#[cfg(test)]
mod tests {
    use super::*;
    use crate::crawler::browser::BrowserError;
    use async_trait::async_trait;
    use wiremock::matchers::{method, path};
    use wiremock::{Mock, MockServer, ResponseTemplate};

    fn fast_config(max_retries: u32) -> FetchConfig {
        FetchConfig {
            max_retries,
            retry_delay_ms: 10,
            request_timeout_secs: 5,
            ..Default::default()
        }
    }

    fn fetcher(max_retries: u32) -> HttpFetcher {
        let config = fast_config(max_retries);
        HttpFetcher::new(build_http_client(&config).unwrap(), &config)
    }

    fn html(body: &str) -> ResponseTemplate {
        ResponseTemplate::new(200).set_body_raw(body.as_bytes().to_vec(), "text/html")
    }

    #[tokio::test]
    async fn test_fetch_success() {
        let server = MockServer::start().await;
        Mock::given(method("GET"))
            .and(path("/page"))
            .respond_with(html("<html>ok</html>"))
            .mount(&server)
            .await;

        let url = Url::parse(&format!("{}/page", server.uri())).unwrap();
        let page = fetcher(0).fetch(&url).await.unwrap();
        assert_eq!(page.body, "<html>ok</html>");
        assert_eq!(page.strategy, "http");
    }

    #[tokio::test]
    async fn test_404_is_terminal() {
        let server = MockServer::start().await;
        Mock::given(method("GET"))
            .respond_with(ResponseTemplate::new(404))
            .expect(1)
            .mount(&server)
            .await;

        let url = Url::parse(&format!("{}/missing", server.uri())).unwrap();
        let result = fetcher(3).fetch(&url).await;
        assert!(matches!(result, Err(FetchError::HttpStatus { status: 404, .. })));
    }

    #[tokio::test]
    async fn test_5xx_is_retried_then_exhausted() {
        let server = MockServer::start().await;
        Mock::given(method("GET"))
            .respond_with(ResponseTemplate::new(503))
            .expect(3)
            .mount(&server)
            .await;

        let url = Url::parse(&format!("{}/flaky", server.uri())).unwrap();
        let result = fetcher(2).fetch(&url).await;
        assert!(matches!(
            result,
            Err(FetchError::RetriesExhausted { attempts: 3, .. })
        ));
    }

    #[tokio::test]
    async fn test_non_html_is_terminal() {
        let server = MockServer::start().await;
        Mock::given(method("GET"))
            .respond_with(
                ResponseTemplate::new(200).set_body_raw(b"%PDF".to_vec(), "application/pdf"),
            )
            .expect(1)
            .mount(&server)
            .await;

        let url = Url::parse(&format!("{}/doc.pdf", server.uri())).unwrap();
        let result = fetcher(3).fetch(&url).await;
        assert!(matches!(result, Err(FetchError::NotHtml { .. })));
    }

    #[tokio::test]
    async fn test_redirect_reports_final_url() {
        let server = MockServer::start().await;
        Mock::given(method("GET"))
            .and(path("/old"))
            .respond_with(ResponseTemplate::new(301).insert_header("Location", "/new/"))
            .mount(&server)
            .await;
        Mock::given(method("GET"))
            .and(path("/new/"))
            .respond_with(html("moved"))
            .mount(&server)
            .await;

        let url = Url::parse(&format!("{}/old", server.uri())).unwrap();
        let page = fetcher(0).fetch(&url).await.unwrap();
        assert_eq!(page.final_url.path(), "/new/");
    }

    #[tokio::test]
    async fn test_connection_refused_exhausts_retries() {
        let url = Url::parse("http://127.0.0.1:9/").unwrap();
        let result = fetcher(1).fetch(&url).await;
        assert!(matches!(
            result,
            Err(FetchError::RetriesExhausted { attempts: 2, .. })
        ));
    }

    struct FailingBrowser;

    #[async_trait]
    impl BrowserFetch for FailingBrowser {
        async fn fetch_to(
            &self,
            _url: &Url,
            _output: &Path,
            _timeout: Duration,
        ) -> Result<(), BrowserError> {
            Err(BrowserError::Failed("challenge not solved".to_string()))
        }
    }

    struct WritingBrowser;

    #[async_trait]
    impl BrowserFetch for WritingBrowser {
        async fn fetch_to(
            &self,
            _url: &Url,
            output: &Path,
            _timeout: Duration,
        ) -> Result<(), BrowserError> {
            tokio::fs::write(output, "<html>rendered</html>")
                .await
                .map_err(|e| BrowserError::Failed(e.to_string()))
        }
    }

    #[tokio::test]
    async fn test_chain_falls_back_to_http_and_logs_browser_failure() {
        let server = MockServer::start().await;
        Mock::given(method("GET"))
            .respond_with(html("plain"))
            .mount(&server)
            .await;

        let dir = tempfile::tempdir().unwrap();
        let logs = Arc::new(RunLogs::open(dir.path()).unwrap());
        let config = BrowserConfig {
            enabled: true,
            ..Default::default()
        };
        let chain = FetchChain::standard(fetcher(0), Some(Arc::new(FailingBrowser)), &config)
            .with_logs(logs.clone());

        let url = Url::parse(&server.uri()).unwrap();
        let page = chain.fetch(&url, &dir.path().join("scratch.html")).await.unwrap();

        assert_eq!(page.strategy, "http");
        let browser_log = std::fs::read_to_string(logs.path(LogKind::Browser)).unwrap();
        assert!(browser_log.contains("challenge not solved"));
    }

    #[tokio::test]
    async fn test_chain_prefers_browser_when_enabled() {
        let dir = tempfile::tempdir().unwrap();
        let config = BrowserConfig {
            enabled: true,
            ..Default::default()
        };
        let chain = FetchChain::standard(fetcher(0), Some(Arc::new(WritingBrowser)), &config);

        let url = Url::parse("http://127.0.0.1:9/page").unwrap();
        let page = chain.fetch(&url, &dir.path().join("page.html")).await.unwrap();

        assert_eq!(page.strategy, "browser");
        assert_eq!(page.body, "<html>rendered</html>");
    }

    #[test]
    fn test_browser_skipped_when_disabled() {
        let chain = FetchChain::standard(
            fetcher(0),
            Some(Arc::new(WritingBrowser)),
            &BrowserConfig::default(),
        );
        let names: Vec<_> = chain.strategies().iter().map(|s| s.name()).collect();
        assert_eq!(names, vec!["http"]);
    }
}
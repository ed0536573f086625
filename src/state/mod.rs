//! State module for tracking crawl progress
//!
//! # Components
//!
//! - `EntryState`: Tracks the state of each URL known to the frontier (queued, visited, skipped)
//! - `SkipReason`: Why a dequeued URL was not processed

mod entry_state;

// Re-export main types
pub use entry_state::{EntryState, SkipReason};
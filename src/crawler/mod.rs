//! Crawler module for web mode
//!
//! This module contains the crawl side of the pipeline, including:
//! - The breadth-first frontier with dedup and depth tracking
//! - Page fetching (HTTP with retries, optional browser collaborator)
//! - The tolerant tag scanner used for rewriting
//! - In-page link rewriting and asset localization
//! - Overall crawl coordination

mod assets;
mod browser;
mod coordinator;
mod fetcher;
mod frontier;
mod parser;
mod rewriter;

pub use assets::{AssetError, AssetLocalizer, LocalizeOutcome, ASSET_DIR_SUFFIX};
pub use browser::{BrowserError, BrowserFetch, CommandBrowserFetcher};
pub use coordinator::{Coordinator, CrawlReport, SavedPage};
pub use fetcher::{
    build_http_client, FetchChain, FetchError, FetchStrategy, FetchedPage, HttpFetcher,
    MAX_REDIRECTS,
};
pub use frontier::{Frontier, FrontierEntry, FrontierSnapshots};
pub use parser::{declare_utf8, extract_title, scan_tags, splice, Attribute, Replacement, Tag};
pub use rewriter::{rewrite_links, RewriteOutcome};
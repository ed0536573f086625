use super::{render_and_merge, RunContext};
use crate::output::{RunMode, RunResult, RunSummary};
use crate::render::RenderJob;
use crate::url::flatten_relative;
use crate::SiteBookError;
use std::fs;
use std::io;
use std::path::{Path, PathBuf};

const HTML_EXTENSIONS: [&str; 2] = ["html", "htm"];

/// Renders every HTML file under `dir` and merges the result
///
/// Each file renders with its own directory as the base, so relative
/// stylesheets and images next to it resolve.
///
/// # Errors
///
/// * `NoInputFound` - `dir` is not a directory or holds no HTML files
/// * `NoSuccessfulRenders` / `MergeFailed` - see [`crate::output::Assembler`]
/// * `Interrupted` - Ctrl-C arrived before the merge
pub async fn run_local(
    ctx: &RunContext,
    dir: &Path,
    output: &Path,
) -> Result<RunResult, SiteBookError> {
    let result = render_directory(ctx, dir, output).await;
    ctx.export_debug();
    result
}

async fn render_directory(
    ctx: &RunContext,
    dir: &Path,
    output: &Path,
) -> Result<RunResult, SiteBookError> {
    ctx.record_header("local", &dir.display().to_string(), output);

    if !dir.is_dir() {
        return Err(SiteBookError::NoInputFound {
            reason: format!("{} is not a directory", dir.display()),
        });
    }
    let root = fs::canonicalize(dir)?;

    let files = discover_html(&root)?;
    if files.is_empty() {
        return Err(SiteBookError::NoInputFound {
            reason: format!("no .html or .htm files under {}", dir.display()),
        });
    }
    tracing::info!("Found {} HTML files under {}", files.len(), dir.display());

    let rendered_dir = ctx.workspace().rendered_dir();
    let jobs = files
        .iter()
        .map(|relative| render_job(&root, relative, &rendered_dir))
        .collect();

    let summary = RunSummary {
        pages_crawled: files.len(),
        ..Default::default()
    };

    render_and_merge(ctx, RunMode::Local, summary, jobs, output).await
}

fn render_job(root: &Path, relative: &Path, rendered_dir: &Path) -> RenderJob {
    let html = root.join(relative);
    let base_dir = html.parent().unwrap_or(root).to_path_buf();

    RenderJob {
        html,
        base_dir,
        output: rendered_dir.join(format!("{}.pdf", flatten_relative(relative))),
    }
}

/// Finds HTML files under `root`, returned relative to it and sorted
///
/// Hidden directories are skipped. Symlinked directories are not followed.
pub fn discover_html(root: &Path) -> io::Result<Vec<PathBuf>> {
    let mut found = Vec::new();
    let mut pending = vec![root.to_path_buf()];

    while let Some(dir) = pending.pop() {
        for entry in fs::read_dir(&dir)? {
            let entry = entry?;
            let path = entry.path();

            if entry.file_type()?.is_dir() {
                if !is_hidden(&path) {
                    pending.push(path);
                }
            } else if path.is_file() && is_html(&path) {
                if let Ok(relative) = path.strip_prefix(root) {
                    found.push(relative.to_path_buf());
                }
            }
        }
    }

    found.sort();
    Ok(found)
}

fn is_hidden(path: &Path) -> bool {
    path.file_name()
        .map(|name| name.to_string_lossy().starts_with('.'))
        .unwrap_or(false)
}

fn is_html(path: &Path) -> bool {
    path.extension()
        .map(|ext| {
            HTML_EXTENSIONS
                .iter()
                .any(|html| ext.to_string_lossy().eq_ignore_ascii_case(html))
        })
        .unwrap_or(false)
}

#### What you are asked to do:
When a line of the records has the word "wiremock", pick it out and copy it.

#### Reply:
    use wiremock::matchers::{method, path};
    use wiremock::{Mock, MockServer, ResponseTemplate};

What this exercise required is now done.